To all those people who love history
and the paranormal and like to imagine
what would happen if only . . .
Acknowledgements
First of all, I want to thank Debby Gilbert, wonderful Senior Editor of Soul Mate Publishing, for giving me the great news that she wanted to publish The King’s Vampire . Thank you for the guidance and support along the way.
Thanks to Tiff, my daughter and my heroine, who always stays strong and calm under pressure and keeps me calm.
Thanks to my Yorkshire friends, June and Mike, who were always there to help me find resources on Charles II and who took me to the oak tree where Charles hid from Cromwell’s men, which planted the seed for this book.
But most of all, thanks to my husband, my rock, whose love and support always keeps me grounded and whose inspiration gives me the direction that I need.
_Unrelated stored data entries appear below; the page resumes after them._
//! Renderer: SVG themes, achievement badges and the Markdown report
//!
//! All renderers read a finished [`PetState`] and never modify it.

pub mod badge;
pub mod default;
pub mod report;
pub mod svg;
pub mod terminal;

use crate::errors::{CodeyError, Result};
use crate::scoring::Tier;
use crate::state::{Mood, PetState};
use chrono::{DateTime, Datelike, Utc};
use clap::ValueEnum;
use serde::{Deserialize, Serialize};
use std::fs;
use std::path::Path;
use std::sync::Arc;
use tracing::debug;

/// Canvas size shared by both themes
pub const CANVAS_WIDTH: u32 = 630;
pub const CANVAS_HEIGHT: u32 = 473;

/// Month-keyed seasonal event; shown on the card, not used in scoring
#[derive(Debug, Clone, Copy, PartialEq)]
pub struct Season {
    pub emoji: &'static str,
    pub name: &'static str,
    pub multiplier: f64,
}

pub fn season_for(month: u32) -> Option<Season> {
    let (emoji, name, multiplier) = match month {
        1 => ("🎯", "New Year", 1.2),
        2 => ("💖", "OS Love", 1.1),
        3 => ("🧹", "Refactor", 1.2),
        4 => ("🐞", "Bug Hunt", 1.1),
        5 => ("🚀", "Deploy", 1.3),
        6 => ("📚", "Docs", 1.1),
        7 => ("🔥", "Grind", 1.4),
        8 => ("🧊", "Freeze", 1.05),
        9 => ("🎓", "School", 1.2),
        10 => ("🎃", "Hacktoberfest", 1.5),
        11 => ("🍁", "Year Push", 1.25),
        12 => ("🎄", "Advent", 1.3),
        _ => return None,
    };
    Some(Season {
        emoji,
        name,
        multiplier,
    })
}

/// Inputs a renderer needs besides the state
#[derive(Debug, Clone, Copy, PartialEq)]
pub struct RenderContext {
    pub now: DateTime<Utc>,
    pub season: Option<Season>,
}

impl RenderContext {
    pub fn at(now: DateTime<Utc>) -> Self {
        Self {
            now,
            season: season_for(now.month()),
        }
    }

    pub fn timestamp(&self) -> String {
        self.now.format("%Y-%m-%d %H:%M UTC").to_string()
    }
}

/// A visual style for the main card
pub trait Theme {
    fn name(&self) -> &'static str;

    fn render(&self, state: &PetState, context: &RenderContext) -> String;
}

#[derive(Debug, Clone, Copy, PartialEq, Eq, Default, ValueEnum, Serialize, Deserialize)]
#[serde(rename_all = "lowercase")]
pub enum ThemeKind {
    #[default]
    Default,
    Terminal,
}

impl ThemeKind {
    pub fn theme(self) -> Box<dyn Theme> {
        match self {
            ThemeKind::Default => Box::new(default::DefaultTheme),
            ThemeKind::Terminal => Box::new(terminal::TerminalTheme),
        }
    }
}

/// Pet emoji for the dominant language
pub fn pet_emoji(language: &str) -> &'static str {
    match language {
        "C" => "🦫",
        "C++" => "🐬",
        "C#" => "🦊",
        "Java" => "🦧",
        "PHP" => "🐘",
        "Python" => "🐍",
        "JavaScript" => "🦔",
        "TypeScript" => "🦋",
        "Ruby" => "💎",
        "Go" => "🐹",
        "Swift" => "🐦",
        "Kotlin" => "🐨",
        "Rust" => "🦀",
        "HTML" => "🦘",
        "CSS" => "🦎",
        "Sass" => "🦄",
        "Vue" => "🐉",
        "React" => "🦥",
        "Angular" => "🦁",
        "Jupyter Notebook" => "🦉",
        "R" => "🐿️",
        "Shell" => "🐌",
        "PowerShell" => "🐺",
        "Bash" => "🦬",
        "Dart" => "🐧",
        "Solidity" => "🔱",
        "Svelte" => "🕊️",
        "Zig" => "🐆",
        _ => "🐲",
    }
}

pub fn mood_emoji(mood: Mood) -> &'static str {
    match mood {
        Mood::Happy => "😊",
        Mood::Struggling => "😰",
        Mood::Exhausted => "😵",
        Mood::Grinding => "😤",
        Mood::Elite => "😎",
        Mood::Wise => "🧐",
        Mood::Neutral => "😐",
        Mood::Overwhelmed => "🤯",
    }
}

pub fn tier_emoji(tier: Tier) -> &'static str {
    match tier {
        Tier::Noob => "🌱",
        Tier::Developer => "💻",
        Tier::Veteran => "⚔️",
        Tier::Elder => "🧙\u{200d}\u{2642}\u{fe0f}",
    }
}

pub fn tier_color(tier: Tier) -> &'static str {
    match tier {
        Tier::Noob => "#22c55e",
        Tier::Developer => "#3b82f6",
        Tier::Veteran => "#8b5cf6",
        Tier::Elder => "#f59e0b",
    }
}

/// Leading emoji of a stored badge
pub fn badge_icon(badge: &str) -> &str {
    badge.split(' ').next().unwrap_or(badge)
}

/// Stars drawn before switching to a count
pub const MAX_PRESTIGE_STARS: u32 = 5;

/// One `star` per prestige level, or `star×N` past [`MAX_PRESTIGE_STARS`]
pub fn prestige_stars(level: u32, star: &str) -> String {
    if level > MAX_PRESTIGE_STARS {
        format!("{star}×{level}")
    } else {
        star.repeat(level as usize)
    }
}

/// Write a generated artifact, creating parent directories
pub fn write_artifact(path: &Path, contents: &str) -> Result<()> {
    let to_error = |e: std::io::Error| CodeyError::FileWriteError {
        path: path.to_path_buf(),
        message: Arc::new(e.to_string()),
    };

    if let Some(parent) = path.parent().filter(|p| !p.as_os_str().is_empty()) {
        fs::create_dir_all(parent).map_err(to_error)?;
    }
    fs::write(path, contents).map_err(to_error)?;

    debug!("Wrote {} bytes to {:?}", contents.len(), path);
    Ok(())
}
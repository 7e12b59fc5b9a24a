use std::path::PathBuf;
use std::sync::Arc;
use thiserror::Error;

/// Errors that can occur while updating Codey
#[derive(Error, Debug)]
pub enum CodeyError {
    /// Missing or invalid configuration (token, target, URLs)
    #[error("Configuration error: {0}")]
    ConfigurationError(Arc<String>),

    /// Transport-level failure talking to the API
    #[error("Network error: {0}")]
    NetworkError(Arc<String>),

    /// Non-2xx response from the REST API
    #[error("GitHub API error {status} at {url}: {body}")]
    ApiError {
        status: u16,
        url: Arc<String>,
        body: Arc<String>,
    },

    /// GraphQL response carried an `errors` array
    #[error("GraphQL error: {0}")]
    GraphQlError(Arc<String>),

    /// Response body was not the JSON shape we expected
    #[error("Parse error: {0}")]
    ParseError(Arc<String>),

    /// Error when serializing state or reports
    #[error("Serialization error: {0}")]
    SerializationError(Arc<String>),

    /// Error when writing an artifact
    #[error("Failed to write file {path}: {message}")]
    FileWriteError { path: PathBuf, message: Arc<String> },

    /// Prestige was requested but requirements are not met
    #[error("Prestige not available, missing: {}", missing.join(", "))]
    PrestigeUnavailable { missing: Arc<Vec<String>> },

    /// IO error
    #[error("IO error: {0}")]
    IoError(#[from] std::io::Error),
}

/// Type alias for Result with CodeyError
pub type Result<T> = std::result::Result<T, CodeyError>;

impl CodeyError {
    pub fn config(message: impl Into<String>) -> Self {
        Self::ConfigurationError(Arc::new(message.into()))
    }

    pub fn network(message: impl Into<String>) -> Self {
        Self::NetworkError(Arc::new(message.into()))
    }

    pub fn parse(message: impl Into<String>) -> Self {
        Self::ParseError(Arc::new(message.into()))
    }
}

impl From<serde_json::Error> for CodeyError {
    fn from(error: serde_json::Error) -> Self {
        CodeyError::SerializationError(Arc::new(error.to_string()))
    }
}

/// Recovery helpers for the degrade-and-continue policy
pub struct ErrorRecovery;

impl ErrorRecovery {
    /// Replace a failed result with a default value, logging the failure
    pub fn with_default<T>(result: Result<T>, default: T, context: &str) -> T {
        match result {
            Ok(value) => value,
            Err(e) => {
                tracing::warn!("Treating {} as empty: {}", context, e);
                default
            }
        }
    }

    /// Like `with_default`, using `T::default()`
    pub fn or_empty<T: Default>(result: Result<T>, context: &str) -> T {
        Self::with_default(result, T::default(), context)
    }
}

/// Enable cloning for CodeyError
impl Clone for CodeyError {
    fn clone(&self) -> Self {
        match self {
            Self::ConfigurationError(msg) => Self::ConfigurationError(Arc::clone(msg)),
            Self::NetworkError(msg) => Self::NetworkError(Arc::clone(msg)),
            Self::ApiError { status, url, body } => Self::ApiError {
                status: *status,
                url: Arc::clone(url),
                body: Arc::clone(body),
            },
            Self::GraphQlError(msg) => Self::GraphQlError(Arc::clone(msg)),
            Self::ParseError(msg) => Self::ParseError(Arc::clone(msg)),
            Self::SerializationError(msg) => Self::SerializationError(Arc::clone(msg)),
            Self::FileWriteError { path, message } => Self::FileWriteError {
                path: path.clone(),
                message: Arc::clone(message),
            },
            Self::PrestigeUnavailable { missing } => Self::PrestigeUnavailable {
                missing: Arc::clone(missing),
            },
            Self::IoError(err) => Self::IoError(std::io::Error::new(err.kind(), err.to_string())),
        }
    }
}

#[cfg(test)]
mod tests {
    use super::*;

    #[test]
    fn test_with_default_keeps_ok_value() {
        let value = ErrorRecovery::with_default(Ok(5), 0, "test");
        assert_eq!(value, 5);
    }

    #[test]
    fn test_or_empty_on_failure() {
        let failed: Result<Vec<u32>> = Err(CodeyError::network("connection reset"));
        assert!(ErrorRecovery::or_empty(failed, "events").is_empty());
    }

    #[test]
    fn test_api_error_display() {
        let err = CodeyError::ApiError {
            status: 404,
            url: Arc::new("https://api.github.com/users/nobody".to_string()),
            body: Arc::new("Not Found".to_string()),
        };
        assert!(err.to_string().contains("404"));
        assert!(err.clone().to_string().contains("Not Found"));
    }

    #[test]
    fn test_prestige_unavailable_lists_missing() {
        let err = CodeyError::PrestigeUnavailable {
            missing: Arc::new(vec!["min_years".to_string(), "min_total_stars".to_string()]),
        };
        assert_eq!(
            err.to_string(),
            "Prestige not available, missing: min_years, min_total_stars"
        );
    }
}
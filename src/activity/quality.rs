//! Pure scoring helpers for raw GitHub data

use crate::github::models::{Event, LanguageBytes, Repository};
use chrono::{DateTime, Duration, Utc};
use serde::{Deserialize, Serialize};

const LAZY_KEYWORDS: [&str; 5] = ["fix", "todo", "wip", "typo", "oops"];
const GOOD_ISSUE_KEYWORDS: [&str; 8] = [
    "bug",
    "fix",
    "enhancement",
    "feature",
    "improvement",
    "refactor",
    "docs",
    "test",
];
const SPAM_ISSUE_KEYWORDS: [&str; 5] = ["test123", "asdf", "please help", "urgent", "idk"];

/// Only the newest commits are judged
const COMMIT_SAMPLE: usize = 20;

/// Commit-message quality in [0.1, 1.0] with the labels that lowered it
#[derive(Debug, Clone, PartialEq, Serialize, Deserialize)]
pub struct CommitQuality {
    pub score: f64,
    pub penalties: Vec<String>,
}

impl Default for CommitQuality {
    fn default() -> Self {
        Self {
            score: 1.0,
            penalties: Vec::new(),
        }
    }
}

impl CommitQuality {
    fn flag(&mut self, label: &str, cost: f64) {
        self.score -= cost;
        if !self.penalties.iter().any(|p| p == label) {
            self.penalties.push(label.to_string());
        }
    }
}

/// Score commit messages, newest first.
///
/// Lazy keywords cost 0.05, messages under 10 characters cost 0.1, and long
/// one-line messages without a body cost 0.05.
pub fn commit_quality<S: AsRef<str>>(messages: &[S]) -> CommitQuality {
    let mut quality = CommitQuality::default();

    for message in messages.iter().take(COMMIT_SAMPLE) {
        let message = message.as_ref().to_lowercase();
        let length = message.chars().count();

        if LAZY_KEYWORDS.iter().any(|word| message.contains(word)) {
            quality.flag("lazy_messages", 0.05);
        }
        if length < 10 {
            quality.flag("short_messages", 0.1);
        }
        if !message.contains('\n') && length > 50 {
            quality.flag("no_description", 0.05);
        }
    }

    quality.score = quality.score.max(0.1);
    quality
}

/// Per-repository quality in [0.1, 1.0]
pub fn repo_quality(repo: &Repository) -> f64 {
    let mut score: f64 = 1.0;
    if repo.license.is_none() {
        score -= 0.3;
    }
    if !repo.has_description() {
        score -= 0.2;
    }
    if repo.fork {
        score *= 0.1;
    }
    if repo.open_issues_count > 10 {
        score -= 0.2;
    }
    score.max(0.1)
}

/// Mean of [`repo_quality`]; 0.0 when there are no repositories
pub fn average_repo_quality(repos: &[&Repository]) -> f64 {
    if repos.is_empty() {
        return 0.0;
    }
    repos.iter().map(|repo| repo_quality(repo)).sum::<f64>() / repos.len() as f64
}

/// Language mix of the sampled repositories
#[derive(Debug, Clone, PartialEq, Serialize, Deserialize)]
pub struct LanguageProfile {
    pub dominant: String,
    pub distinct: usize,
    pub diversity_penalty: f64,
}

impl Default for LanguageProfile {
    fn default() -> Self {
        Self {
            dominant: "unknown".to_string(),
            distinct: 0,
            diversity_penalty: 1.0,
        }
    }
}

/// Pick the language with most bytes (ties go to the alphabetically first)
/// and derive the diversity penalty: 0.8 above 10 languages, 0.9 for one.
pub fn language_profile(totals: &LanguageBytes) -> LanguageProfile {
    let dominant = totals
        .iter()
        .max_by(|(a_name, a_bytes), (b_name, b_bytes)| {
            a_bytes.cmp(b_bytes).then_with(|| b_name.cmp(a_name))
        })
        .map_or_else(|| "unknown".to_string(), |(name, _)| name.clone());

    let distinct = totals.len();
    let diversity_penalty = match distinct {
        n if n > 10 => 0.8,
        1 => 0.9,
        _ => 1.0,
    };

    LanguageProfile {
        dominant,
        distinct,
        diversity_penalty,
    }
}

/// Add one repository's language breakdown into a running total
pub fn merge_languages(totals: &mut LanguageBytes, repo_languages: LanguageBytes) {
    for (language, bytes) in repo_languages {
        *totals.entry(language).or_insert(0) += bytes;
    }
}

/// Issue behaviour derived from `IssuesEvent` entries
#[derive(Debug, Clone, PartialEq, Serialize, Deserialize)]
pub struct IssueActivity {
    pub score: f64,
    pub opened: u32,
    pub closed: u32,
    pub close_ratio: f64,
    pub quality_hits: u32,
    pub spam_hits: u32,
}

impl Default for IssueActivity {
    fn default() -> Self {
        Self {
            score: 1.0,
            opened: 0,
            closed: 0,
            close_ratio: 0.0,
            quality_hits: 0,
            spam_hits: 0,
        }
    }
}

/// Score issue activity in [0.1, 1.5] over the whole event feed.
///
/// Closing issues earns up to +0.3 via the close ratio, well-labelled titles
/// up to +0.2, spam titles cost up to 0.4, and opening more than five issues
/// while closing under a fifth of them costs 0.3.
pub fn issue_activity(events: &[Event]) -> IssueActivity {
    let mut activity = IssueActivity::default();

    for event in events.iter().filter(|e| e.kind == "IssuesEvent") {
        match event.action() {
            Some("opened") => {
                activity.opened += 1;
                let title = event
                    .payload
                    .issue
                    .as_ref()
                    .map(|issue| issue.title.to_lowercase())
                    .unwrap_or_default();
                if GOOD_ISSUE_KEYWORDS.iter().any(|k| title.contains(k)) {
                    activity.quality_hits += 1;
                }
                if SPAM_ISSUE_KEYWORDS.iter().any(|k| title.contains(k)) {
                    activity.spam_hits += 1;
                }
            }
            Some("closed") => activity.closed += 1,
            _ => {}
        }
    }

    if activity.opened + activity.closed == 0 {
        return activity;
    }

    activity.close_ratio = f64::from(activity.closed) / f64::from(activity.opened.max(1));

    let mut score = 1.0 + activity.close_ratio * 0.3;
    if activity.quality_hits > 0 {
        score += (f64::from(activity.quality_hits) * 0.05).min(0.2);
    }
    if activity.spam_hits > 0 {
        score -= (f64::from(activity.spam_hits) * 0.1).min(0.4);
    }
    if activity.opened > 5 && activity.close_ratio < 0.2 {
        score -= 0.3;
    }
    activity.score = score.clamp(0.1, 1.5);
    activity
}

/// Commits and merged PRs seen in the event feed during the last 24 hours
#[derive(Debug, Clone, Default, PartialEq)]
pub struct RecentActivity {
    pub commits: u32,
    pub prs: u32,
    pub messages: Vec<String>,
}

pub fn recent_activity(events: &[Event], now: DateTime<Utc>) -> RecentActivity {
    let window_start = now - Duration::days(1);
    let mut recent = RecentActivity::default();

    for event in events {
        let Some(created_at) = event.created_at() else {
            continue;
        };
        if created_at <= window_start {
            continue;
        }

        if event.kind == "PushEvent" {
            recent.commits += event.payload.commits.len() as u32;
            recent
                .messages
                .extend(event.payload.commits.iter().map(|c| c.message.clone()));
        } else if event.is_merged_pull_request() {
            recent.prs += 1;
        }
    }

    recent
}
Thank you all for helping make this dream come true.
Prologue
February, 1685
Charles II lay on his royal canopied bed, patiently allowing the doctors to purge, bleed, and blister him. He prayed he had enough stamina left to endure dying. A fire blazing in the fireplace made the air hot and heavy, and the stench from all the nobles crowding the room pressed down upon him. Unfortunately, even their finest French perfumes couldn’t drown out the smell. Royalty never died in peace.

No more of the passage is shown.